» **SUPPLIED INFORMATION**
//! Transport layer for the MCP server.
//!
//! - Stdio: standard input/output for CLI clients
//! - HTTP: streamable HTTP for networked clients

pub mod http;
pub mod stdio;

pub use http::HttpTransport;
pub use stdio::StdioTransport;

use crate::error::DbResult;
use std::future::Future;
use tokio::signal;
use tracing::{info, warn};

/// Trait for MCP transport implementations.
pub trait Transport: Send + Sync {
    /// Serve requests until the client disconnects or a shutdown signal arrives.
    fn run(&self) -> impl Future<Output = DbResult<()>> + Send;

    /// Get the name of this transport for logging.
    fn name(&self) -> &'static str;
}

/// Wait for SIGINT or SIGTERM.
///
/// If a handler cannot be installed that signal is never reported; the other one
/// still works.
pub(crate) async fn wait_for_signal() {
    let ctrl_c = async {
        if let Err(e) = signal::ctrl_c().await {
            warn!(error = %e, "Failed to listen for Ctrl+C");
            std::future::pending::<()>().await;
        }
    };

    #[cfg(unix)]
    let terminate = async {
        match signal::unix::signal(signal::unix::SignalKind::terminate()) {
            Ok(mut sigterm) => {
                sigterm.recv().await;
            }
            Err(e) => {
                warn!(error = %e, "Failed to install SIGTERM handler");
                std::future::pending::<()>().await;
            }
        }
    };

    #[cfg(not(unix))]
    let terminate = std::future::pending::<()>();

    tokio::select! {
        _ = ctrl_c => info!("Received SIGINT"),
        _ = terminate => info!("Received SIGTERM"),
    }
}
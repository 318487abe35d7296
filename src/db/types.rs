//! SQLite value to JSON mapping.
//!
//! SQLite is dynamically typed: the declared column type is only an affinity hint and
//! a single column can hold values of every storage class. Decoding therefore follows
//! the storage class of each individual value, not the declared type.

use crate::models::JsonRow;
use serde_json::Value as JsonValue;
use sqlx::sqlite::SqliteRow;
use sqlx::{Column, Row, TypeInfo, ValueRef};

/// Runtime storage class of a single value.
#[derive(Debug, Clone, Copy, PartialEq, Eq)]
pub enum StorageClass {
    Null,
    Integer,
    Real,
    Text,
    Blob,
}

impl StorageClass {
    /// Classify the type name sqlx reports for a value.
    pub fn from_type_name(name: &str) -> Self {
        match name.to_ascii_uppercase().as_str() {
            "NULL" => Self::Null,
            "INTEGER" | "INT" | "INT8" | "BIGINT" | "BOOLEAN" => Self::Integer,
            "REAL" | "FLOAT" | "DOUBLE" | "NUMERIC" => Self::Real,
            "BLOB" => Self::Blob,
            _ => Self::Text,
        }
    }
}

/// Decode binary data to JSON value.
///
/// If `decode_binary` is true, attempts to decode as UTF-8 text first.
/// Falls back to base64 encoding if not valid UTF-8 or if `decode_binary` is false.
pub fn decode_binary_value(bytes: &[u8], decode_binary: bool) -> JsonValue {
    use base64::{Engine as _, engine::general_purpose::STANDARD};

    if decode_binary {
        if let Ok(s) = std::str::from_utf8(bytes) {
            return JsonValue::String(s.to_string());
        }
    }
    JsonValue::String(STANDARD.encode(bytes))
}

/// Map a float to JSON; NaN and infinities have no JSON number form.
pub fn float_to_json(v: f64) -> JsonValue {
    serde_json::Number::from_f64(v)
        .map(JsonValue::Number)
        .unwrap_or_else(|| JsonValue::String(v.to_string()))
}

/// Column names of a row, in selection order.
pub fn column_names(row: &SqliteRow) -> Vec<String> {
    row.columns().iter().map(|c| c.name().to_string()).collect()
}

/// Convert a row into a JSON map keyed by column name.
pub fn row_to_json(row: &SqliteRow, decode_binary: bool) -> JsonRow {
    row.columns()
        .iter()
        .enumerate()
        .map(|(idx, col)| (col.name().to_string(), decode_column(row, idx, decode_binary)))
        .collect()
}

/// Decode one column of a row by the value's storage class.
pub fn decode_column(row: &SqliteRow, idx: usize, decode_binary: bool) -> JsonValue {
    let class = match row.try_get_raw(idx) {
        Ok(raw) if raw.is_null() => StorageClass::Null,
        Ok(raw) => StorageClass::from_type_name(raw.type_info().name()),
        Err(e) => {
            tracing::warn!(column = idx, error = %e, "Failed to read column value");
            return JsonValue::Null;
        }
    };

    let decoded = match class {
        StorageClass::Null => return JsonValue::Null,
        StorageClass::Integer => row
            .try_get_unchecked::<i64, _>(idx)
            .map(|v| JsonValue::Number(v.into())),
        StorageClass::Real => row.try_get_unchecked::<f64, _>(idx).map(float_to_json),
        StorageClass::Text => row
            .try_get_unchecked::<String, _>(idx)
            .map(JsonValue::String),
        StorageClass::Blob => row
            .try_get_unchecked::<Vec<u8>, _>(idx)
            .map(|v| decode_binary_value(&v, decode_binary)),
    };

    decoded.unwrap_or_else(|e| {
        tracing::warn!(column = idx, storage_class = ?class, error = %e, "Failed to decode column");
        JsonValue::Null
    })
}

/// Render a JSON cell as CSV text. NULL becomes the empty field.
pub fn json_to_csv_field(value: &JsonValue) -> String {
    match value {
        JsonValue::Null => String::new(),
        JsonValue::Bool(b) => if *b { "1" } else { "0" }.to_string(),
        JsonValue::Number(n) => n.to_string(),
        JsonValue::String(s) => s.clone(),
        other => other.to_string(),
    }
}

» **YOUR OBJECTIVE**
Each line in the material above that mentions the word "match" must be copied.

» **EXPECTED ANSWER**
        match signal::unix::signal(signal::unix::SignalKind::terminate()) {
        match name.to_ascii_uppercase().as_str() {
    let class = match row.try_get_raw(idx) {
    let decoded = match class {
    match value {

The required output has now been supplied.